Newspaper column: Want to save the planet? Let the cows out

Grant Gerber, champion of grazing. (photo submitted to Elko Daily Free Press)

Once again the sagacity of cowboy philosopher Will Rogers has been proved: “It isn’t what we don’t know that gives us trouble, it’s what we know that ain’t so.”

Writing in the summer edition of Range magazine longtime ecologist Allan Savory notes that it is universally agreed that strict control on livestock grazing is needed to prevent turning our rangelands into barren deserts. But it ain’t so.

“In more than 60 years of research, neither I nor any collaborating scientists have found any evidence to support the idea that controlling livestock numbers prevents desertification,” writes Savory under the superlative headline, “Cows Can Save the World.”

In fact, Savory reports, complete removal of cattle accelerates desertification for two reasons. “First, most or all aboveground stems and leaves of perennial grasses die back every year,” according to Savory. “Unlike trees that also have leaf turnover, grasses cannot shed dead leaves and stems. Over millions of years such grasslands — soil life, plants, grazing animals and their predators — developed together in an amazing symbiotic relationship. The grasses needed animals grazing, trampling, dunging and urinating just as much as the animals needed plants.”

Land on left was grazed while that on right was not.

Land on left was grazed while that on right was not. (Range magazine photo by Andrea Malmberg)

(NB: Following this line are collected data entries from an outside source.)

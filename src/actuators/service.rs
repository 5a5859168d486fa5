use std::sync::Arc;

use tracing::{error, info};

use super::{ActuatorBoard, STATUS_FIELD, TURNED_ON_FIELD};
use crate::{
    errors::WriteError,
    store::{actuator_path, DocumentStore, FieldValue, Fields},
};

/// Issues on/off requests for actuators.
///
/// Writes never touch the local [`ActuatorBoard`]; the new state shows up
/// once the store reports it through the actuator's feed.
#[derive(Clone)]
pub struct ActuatorControl<S> {
    store: S,
    board: ActuatorBoard,
    actuators: Arc<[String]>,
}

impl<S: DocumentStore> ActuatorControl<S> {
    pub fn new(store: S, board: ActuatorBoard, actuators: &[String]) -> Self {
        Self {
            store,
            board,
            actuators: actuators.into(),
        }
    }

    /// Request `id` to be on or off.
    ///
    /// Turning on also stamps the activation time with the store's clock.
    /// Turning off writes only the flag, so the last activation time is kept.
    pub async fn set_actuator(&self, id: &str, desired_on: bool) -> Result<(), WriteError> {
        if !self.actuators.iter().any(|a| a == id) {
            return Err(WriteError::UnknownChannel(id.to_owned()));
        }

        let mut fields = Fields::from([(STATUS_FIELD.to_owned(), FieldValue::Bool(desired_on))]);
        if desired_on {
            fields.insert(TURNED_ON_FIELD.to_owned(), FieldValue::ServerTimestamp);
        }

        match self.store.write(&actuator_path(id), fields).await {
            Ok(()) => {
                info!(actuator = %id, desired_on, "Actuator write accepted");
                Ok(())
            }
            Err(e) => {
                error!(actuator = %id, desired_on, error = %e, "Actuator write failed");
                Err(e)
            }
        }
    }

    /// Request the opposite of the last confirmed state. Returns the state
    /// requested.
    pub async fn toggle(&self, id: &str) -> Result<bool, WriteError> {
        let current = self.board.get(id).await.unwrap_or_default();
        let desired = !current.is_on;
        self.set_actuator(id, desired).await?;
        Ok(desired)
    }
}

#[cfg(test)]
mod tests {
    use chrono::{Duration, Utc};

    use super::*;
    use crate::store::{DocumentSnapshot, MemoryStore};

    fn setup() -> (MemoryStore, ActuatorBoard, ActuatorControl<MemoryStore>) {
        let store = MemoryStore::new();
        store.put(
            &actuator_path("Efan"),
            Fields::from([(STATUS_FIELD.to_owned(), FieldValue::Bool(false))]),
        );
        let board = ActuatorBoard::new();
        let control = ActuatorControl::new(store.clone(), board.clone(), &["Efan".to_owned()]);
        (store, board, control)
    }

    #[tokio::test]
    async fn turning_on_stamps_activation_time() {
        let (store, _, control) = setup();
        control.set_actuator("Efan", true).await.unwrap();

        let doc = store.get(&actuator_path("Efan")).unwrap();
        assert_eq!(doc[STATUS_FIELD], FieldValue::Bool(true));
        assert!(matches!(doc[TURNED_ON_FIELD], FieldValue::Timestamp(_)));
    }

    #[tokio::test]
    async fn turning_off_keeps_last_activation_time() {
        let (store, _, control) = setup();
        control.set_actuator("Efan", true).await.unwrap();
        let on_at = store.get(&actuator_path("Efan")).unwrap()[TURNED_ON_FIELD].clone();

        control.set_actuator("Efan", false).await.unwrap();

        let doc = store.get(&actuator_path("Efan")).unwrap();
        assert_eq!(doc[STATUS_FIELD], FieldValue::Bool(false));
        assert_eq!(doc[TURNED_ON_FIELD], on_at);
    }

    #[tokio::test]
    async fn turning_off_never_adds_an_activation_time() {
        let (store, _, control) = setup();
        control.set_actuator("Efan", false).await.unwrap();
        assert!(!store.get(&actuator_path("Efan")).unwrap().contains_key(TURNED_ON_FIELD));
    }

    #[tokio::test]
    async fn unknown_actuator_is_rejected_without_writing() {
        let (store, _, control) = setup();
        store.put(&actuator_path("Pump"), Fields::new());

        let err = control.set_actuator("Pump", true).await.unwrap_err();
        assert_eq!(err, WriteError::UnknownChannel("Pump".into()));
        assert!(store.get(&actuator_path("Pump")).unwrap().is_empty());
    }

    #[tokio::test]
    async fn failed_write_leaves_local_state_unchanged() {
        let (store, board, control) = setup();
        store.fail_writes(Some(WriteError::PermissionDenied(actuator_path("Efan"))));

        let err = control.set_actuator("Efan", true).await.unwrap_err();
        assert!(matches!(err, WriteError::PermissionDenied(_)));
        assert!(board.get("Efan").await.is_none());
        assert_eq!(store.get(&actuator_path("Efan")).unwrap()[STATUS_FIELD], FieldValue::Bool(false));
    }

    #[tokio::test]
    async fn successful_write_does_not_touch_local_state() {
        let (_, board, control) = setup();
        control.set_actuator("Efan", true).await.unwrap();
        assert!(board.get("Efan").await.is_none());
    }

    #[tokio::test]
    async fn toggle_negates_confirmed_state() {
        let (store, board, control) = setup();
        let on_at = Utc::now() - Duration::hours(1);
        board
            .reconcile(
                "Efan",
                &DocumentSnapshot {
                    path: actuator_path("Efan"),
                    exists: true,
                    fields: Fields::from([
                        (STATUS_FIELD.to_owned(), FieldValue::Bool(true)),
                        (TURNED_ON_FIELD.to_owned(), FieldValue::Timestamp(on_at)),
                    ]),
                    update_time: None,
                },
            )
            .await;

        assert!(!control.toggle("Efan").await.unwrap());
        assert_eq!(store.get(&actuator_path("Efan")).unwrap()[STATUS_FIELD], FieldValue::Bool(false));
    }

    #[tokio::test]
    async fn toggle_from_unknown_state_turns_on() {
        let (store, _, control) = setup();
        assert!(control.toggle("Efan").await.unwrap());
        assert_eq!(store.get(&actuator_path("Efan")).unwrap()[STATUS_FIELD], FieldValue::Bool(true));
    }
}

The writer, who is originally from Rhodesia but now makes his home in New Mexico, notes that most Americans live on the coasts where there is enough moisture for grasses to rapidly oxidize, but in the more arid climes gradual oxidation doesn’t allow adequate sunlight to reach ground level if there is no grazing. This results in grasslands weakening and nature striving to fill the vacuum with taproots plants — weeds or forbs, shrubs and trees if rainfall is high enough.

While this may sound like heresy to federal land managers and those whose experience with grass in limited to a backyard turf, it is something many ranchers have been saying for years.

The late Elko County Commissioner Grant Gerber often charged that federal agents are in thrall of the radical environmentalists, whose mantra is that the land should be returned to the pristine state before ranchers ruined it by trampling it with sheep and cattle.

But the truth is quite the opposite. It is those sheep and cattle that helped transform the Great Basin into a land hospitable for wildlife such as elk, deer and sage grouse.

Gerber, who died in October of a head injury after his horse stumbled during a protest ride to Washington on behalf of ranchers being forced off federal public land, was fond of quoting from the diary of fur trapper Peter Skene Ogden who crossed Nevada circa 1828: “There were times when we tasted no food, and we were unable to discover water for several days together; without wood, we keenly felt the cold; wanting grass, our horses were reduced to great weakness, so that many of them died, on whose emaciated carcases we were constrained to satisfy the intolerable cravings of our hunger, and as a last resource, to quench our thirst with their blood.”

Only after the sheep and cattle came and trampled the earth and fertilized it and ranchers improved access to water, the region blossomed, Gerber contends.

Gerber explained in an interview a couple of years ago that this was because: “Along the Humboldt River it began to get a little better because as these wagon trains would come through the cattle would plow up the soil with their hooves, the oxen and the horses and the sheep. They’d fertilize it and they would knock down the sage brush and grind it into soil. Just like you do with your garden. Every year the soil got a little bit better.”

This is also explained by Ruby Valley rancher Cliff Gardner, who in an article in the Elko Daily Free Press in November, noted that between 1846 and 1853 an estimated 165,000 people crossed the Great Basin en route to California. They brought with them nearly 1 million cattle, sheep and horses.

“Think of the impact these animals must have had on the environment along the Humboldt and elsewhere during that period,” Gardner recounts. “But did things deteriorate — was the grass abused and depleted? Not according to the logs and diaries that were kept. Almost to a person, it was indicated that grazing conditions were improving — that there was more grass and feed found then, than had been found earlier.”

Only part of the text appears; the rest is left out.